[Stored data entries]
:::::

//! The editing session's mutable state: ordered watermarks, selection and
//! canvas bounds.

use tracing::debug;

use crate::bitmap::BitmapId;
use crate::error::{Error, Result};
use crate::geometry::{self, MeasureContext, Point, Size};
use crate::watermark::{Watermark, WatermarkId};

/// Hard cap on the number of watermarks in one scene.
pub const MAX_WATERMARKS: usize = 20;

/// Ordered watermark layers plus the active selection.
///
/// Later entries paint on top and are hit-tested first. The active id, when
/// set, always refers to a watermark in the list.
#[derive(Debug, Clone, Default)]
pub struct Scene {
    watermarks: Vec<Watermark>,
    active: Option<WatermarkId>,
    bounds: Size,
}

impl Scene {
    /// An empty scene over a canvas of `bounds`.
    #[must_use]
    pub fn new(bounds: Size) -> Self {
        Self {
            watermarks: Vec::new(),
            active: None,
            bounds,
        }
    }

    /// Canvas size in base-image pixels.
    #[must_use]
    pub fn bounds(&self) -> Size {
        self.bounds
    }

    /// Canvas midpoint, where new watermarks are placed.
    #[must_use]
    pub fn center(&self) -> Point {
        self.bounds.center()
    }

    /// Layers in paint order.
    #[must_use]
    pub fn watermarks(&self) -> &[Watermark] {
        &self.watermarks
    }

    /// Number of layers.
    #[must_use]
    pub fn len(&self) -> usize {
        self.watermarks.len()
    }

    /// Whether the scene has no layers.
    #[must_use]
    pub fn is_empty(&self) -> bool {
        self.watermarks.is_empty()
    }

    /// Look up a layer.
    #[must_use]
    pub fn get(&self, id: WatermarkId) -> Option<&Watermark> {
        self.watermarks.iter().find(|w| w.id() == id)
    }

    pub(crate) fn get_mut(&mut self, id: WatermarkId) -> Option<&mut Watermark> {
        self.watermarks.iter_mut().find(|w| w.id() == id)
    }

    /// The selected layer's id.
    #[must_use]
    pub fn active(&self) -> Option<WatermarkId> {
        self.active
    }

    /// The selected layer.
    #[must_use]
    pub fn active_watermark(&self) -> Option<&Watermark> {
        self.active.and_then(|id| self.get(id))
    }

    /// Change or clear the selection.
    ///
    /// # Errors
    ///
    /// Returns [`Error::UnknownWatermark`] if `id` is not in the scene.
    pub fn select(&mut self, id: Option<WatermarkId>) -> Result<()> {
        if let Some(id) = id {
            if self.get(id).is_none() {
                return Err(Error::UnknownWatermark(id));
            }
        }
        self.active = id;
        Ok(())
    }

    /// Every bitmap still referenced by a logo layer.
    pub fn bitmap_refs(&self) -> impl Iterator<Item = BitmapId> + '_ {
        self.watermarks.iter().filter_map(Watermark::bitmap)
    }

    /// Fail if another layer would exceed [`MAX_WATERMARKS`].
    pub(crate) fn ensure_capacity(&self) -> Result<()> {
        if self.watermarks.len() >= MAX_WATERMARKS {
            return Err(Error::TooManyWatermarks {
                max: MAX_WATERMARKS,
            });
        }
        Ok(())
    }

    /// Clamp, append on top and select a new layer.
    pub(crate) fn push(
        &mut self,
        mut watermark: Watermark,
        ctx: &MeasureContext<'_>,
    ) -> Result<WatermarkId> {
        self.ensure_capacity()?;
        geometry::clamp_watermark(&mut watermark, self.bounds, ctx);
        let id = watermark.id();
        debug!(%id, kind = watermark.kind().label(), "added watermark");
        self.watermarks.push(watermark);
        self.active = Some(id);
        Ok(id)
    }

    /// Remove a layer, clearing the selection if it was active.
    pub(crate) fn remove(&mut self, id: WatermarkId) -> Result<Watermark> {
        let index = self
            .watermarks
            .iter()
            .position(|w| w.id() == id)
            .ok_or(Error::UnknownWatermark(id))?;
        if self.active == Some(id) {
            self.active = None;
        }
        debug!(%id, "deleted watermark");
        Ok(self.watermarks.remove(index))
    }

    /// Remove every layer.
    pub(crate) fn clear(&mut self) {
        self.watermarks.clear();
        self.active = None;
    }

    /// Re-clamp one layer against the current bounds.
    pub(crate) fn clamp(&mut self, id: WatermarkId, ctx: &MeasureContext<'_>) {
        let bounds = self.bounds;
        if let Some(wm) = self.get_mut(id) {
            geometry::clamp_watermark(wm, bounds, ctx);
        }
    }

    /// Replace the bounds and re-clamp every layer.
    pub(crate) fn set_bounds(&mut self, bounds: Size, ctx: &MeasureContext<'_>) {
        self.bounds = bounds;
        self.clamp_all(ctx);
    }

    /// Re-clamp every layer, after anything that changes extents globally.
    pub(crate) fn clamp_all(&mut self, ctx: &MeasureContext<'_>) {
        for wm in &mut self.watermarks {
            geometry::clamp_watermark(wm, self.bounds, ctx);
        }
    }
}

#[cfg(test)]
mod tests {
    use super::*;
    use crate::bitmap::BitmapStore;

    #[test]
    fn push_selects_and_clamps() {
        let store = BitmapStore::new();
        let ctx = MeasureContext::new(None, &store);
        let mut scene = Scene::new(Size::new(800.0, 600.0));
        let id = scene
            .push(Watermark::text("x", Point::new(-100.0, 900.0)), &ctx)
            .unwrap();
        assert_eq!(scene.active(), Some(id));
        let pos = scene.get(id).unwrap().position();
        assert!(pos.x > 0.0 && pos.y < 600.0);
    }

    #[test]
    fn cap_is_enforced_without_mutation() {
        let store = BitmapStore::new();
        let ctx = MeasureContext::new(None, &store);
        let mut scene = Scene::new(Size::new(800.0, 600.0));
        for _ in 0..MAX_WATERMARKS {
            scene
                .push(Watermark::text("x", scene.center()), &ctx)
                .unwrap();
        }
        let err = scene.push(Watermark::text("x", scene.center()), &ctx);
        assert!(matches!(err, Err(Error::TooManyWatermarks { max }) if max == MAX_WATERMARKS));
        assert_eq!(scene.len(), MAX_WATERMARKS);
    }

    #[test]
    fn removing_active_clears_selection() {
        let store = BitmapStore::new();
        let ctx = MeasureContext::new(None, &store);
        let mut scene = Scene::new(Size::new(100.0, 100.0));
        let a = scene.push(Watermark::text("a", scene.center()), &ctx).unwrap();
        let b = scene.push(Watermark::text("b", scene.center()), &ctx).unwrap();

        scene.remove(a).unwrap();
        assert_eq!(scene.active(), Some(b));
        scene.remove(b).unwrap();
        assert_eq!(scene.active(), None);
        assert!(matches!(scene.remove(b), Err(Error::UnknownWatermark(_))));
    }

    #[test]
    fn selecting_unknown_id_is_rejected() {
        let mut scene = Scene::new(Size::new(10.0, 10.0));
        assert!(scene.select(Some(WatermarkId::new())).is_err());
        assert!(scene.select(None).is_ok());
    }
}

:::::

Wherever the string "Option" occurs in the entries, copy that whole line.

    active: Option<WatermarkId>,
    pub fn get(&self, id: WatermarkId) -> Option<&Watermark> {
    pub(crate) fn get_mut(&mut self, id: WatermarkId) -> Option<&mut Watermark> {
    pub fn active(&self) -> Option<WatermarkId> {
    pub fn active_watermark(&self) -> Option<&Watermark> {
    pub fn select(&mut self, id: Option<WatermarkId>) -> Result<()> {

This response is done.